EXERCISE INPUTS
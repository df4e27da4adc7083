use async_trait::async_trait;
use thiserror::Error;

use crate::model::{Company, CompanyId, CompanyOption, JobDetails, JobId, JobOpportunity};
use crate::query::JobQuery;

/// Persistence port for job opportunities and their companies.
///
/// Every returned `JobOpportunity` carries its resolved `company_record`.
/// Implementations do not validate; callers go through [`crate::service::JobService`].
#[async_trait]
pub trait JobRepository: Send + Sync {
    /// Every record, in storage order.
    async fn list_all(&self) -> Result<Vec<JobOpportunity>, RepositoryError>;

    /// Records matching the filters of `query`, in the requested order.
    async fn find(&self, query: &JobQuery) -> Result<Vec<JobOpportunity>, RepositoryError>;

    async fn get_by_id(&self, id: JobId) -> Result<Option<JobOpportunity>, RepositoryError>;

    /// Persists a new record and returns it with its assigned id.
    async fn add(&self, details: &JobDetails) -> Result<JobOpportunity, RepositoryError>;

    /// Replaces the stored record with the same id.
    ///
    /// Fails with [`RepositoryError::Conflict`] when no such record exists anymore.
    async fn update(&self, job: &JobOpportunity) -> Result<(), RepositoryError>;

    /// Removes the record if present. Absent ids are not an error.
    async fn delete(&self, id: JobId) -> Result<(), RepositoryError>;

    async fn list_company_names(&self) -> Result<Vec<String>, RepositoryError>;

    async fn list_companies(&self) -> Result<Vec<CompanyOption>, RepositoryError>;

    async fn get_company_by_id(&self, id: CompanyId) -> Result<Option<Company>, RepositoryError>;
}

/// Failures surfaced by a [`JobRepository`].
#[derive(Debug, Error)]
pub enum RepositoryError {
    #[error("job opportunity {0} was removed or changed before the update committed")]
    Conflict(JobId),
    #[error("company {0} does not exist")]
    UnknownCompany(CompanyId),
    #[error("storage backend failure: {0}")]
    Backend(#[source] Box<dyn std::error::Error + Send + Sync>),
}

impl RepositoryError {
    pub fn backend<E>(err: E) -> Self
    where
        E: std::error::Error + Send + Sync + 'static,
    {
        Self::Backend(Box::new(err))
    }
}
...
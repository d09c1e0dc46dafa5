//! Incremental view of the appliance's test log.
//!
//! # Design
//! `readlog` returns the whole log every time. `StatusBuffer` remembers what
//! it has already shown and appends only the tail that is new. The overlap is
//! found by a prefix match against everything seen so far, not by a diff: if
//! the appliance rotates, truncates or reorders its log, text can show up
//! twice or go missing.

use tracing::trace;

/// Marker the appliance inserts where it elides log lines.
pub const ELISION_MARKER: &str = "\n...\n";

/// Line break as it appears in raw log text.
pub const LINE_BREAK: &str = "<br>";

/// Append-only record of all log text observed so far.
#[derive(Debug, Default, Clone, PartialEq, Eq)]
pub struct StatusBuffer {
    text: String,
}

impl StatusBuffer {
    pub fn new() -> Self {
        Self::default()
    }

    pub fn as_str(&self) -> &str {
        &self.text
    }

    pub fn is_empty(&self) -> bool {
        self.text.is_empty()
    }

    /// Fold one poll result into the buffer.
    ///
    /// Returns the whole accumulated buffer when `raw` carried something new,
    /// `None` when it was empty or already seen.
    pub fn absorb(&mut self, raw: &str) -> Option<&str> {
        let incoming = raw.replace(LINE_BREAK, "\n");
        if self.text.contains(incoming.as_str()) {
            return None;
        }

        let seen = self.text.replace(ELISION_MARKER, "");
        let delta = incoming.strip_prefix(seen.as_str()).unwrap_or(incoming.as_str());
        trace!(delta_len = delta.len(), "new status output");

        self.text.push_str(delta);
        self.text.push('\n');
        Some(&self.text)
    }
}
...
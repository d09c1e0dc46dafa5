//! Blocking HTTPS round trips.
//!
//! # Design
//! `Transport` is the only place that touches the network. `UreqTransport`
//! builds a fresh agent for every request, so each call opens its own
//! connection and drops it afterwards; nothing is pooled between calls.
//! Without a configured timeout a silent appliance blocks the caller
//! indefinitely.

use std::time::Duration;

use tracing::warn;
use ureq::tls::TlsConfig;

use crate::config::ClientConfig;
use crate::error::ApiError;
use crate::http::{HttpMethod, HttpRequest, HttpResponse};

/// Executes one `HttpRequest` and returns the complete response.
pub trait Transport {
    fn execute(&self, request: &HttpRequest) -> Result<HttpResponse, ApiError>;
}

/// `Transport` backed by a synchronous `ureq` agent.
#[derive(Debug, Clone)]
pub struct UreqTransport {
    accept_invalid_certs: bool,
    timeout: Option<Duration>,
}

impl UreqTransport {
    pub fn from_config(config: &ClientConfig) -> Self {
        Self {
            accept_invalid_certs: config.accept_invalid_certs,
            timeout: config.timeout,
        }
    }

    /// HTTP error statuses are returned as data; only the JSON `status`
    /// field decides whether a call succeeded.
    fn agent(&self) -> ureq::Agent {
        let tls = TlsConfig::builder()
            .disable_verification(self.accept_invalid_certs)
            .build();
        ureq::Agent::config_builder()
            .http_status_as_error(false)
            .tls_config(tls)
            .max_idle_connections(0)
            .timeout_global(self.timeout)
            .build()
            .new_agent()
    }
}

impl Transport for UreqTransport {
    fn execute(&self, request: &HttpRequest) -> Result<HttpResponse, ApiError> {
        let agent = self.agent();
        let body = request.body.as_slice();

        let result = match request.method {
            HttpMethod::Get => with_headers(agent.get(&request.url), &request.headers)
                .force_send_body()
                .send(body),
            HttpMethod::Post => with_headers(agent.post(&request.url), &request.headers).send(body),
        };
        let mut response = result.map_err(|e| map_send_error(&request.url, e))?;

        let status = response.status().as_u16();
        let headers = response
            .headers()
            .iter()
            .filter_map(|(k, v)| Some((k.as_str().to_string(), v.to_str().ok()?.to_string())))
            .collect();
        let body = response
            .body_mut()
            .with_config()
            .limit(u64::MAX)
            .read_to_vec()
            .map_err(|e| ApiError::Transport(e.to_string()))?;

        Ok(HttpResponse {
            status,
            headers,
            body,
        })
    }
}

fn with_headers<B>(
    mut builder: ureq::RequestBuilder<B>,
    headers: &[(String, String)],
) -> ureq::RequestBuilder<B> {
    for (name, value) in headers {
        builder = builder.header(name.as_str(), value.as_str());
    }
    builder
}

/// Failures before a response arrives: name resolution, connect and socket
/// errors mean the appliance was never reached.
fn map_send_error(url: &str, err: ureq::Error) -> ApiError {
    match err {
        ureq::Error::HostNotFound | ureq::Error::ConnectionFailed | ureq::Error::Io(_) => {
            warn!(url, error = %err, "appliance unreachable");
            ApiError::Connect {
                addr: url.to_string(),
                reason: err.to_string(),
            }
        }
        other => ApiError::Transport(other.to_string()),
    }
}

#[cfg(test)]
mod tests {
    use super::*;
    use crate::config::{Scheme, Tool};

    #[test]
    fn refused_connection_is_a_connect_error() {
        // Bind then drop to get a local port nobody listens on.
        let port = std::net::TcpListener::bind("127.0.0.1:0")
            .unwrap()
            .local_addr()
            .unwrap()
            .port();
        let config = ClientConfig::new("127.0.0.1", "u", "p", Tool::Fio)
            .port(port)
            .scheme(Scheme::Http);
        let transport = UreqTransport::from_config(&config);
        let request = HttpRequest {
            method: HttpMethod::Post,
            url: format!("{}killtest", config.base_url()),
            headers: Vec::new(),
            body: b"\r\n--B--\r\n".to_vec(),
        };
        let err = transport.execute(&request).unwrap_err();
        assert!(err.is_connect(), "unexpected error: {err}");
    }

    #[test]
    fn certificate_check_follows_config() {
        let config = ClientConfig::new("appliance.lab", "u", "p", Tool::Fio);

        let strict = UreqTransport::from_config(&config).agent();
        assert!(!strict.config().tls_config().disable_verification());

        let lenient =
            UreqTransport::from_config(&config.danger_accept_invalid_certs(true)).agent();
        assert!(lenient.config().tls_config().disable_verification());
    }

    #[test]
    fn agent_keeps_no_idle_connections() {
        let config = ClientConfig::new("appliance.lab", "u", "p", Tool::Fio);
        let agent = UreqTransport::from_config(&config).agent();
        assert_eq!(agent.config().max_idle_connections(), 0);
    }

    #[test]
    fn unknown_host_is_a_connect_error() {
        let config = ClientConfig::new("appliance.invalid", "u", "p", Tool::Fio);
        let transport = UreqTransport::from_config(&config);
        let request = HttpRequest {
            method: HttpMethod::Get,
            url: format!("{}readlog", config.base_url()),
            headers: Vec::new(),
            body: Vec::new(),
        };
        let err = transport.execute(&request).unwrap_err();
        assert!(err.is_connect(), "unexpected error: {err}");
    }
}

THE TASK
Throughout the material above, report each line holding the word "bool".

SOLUTION TO THIS TASK
    pub fn is_empty(&self) -> bool {
    accept_invalid_certs: bool,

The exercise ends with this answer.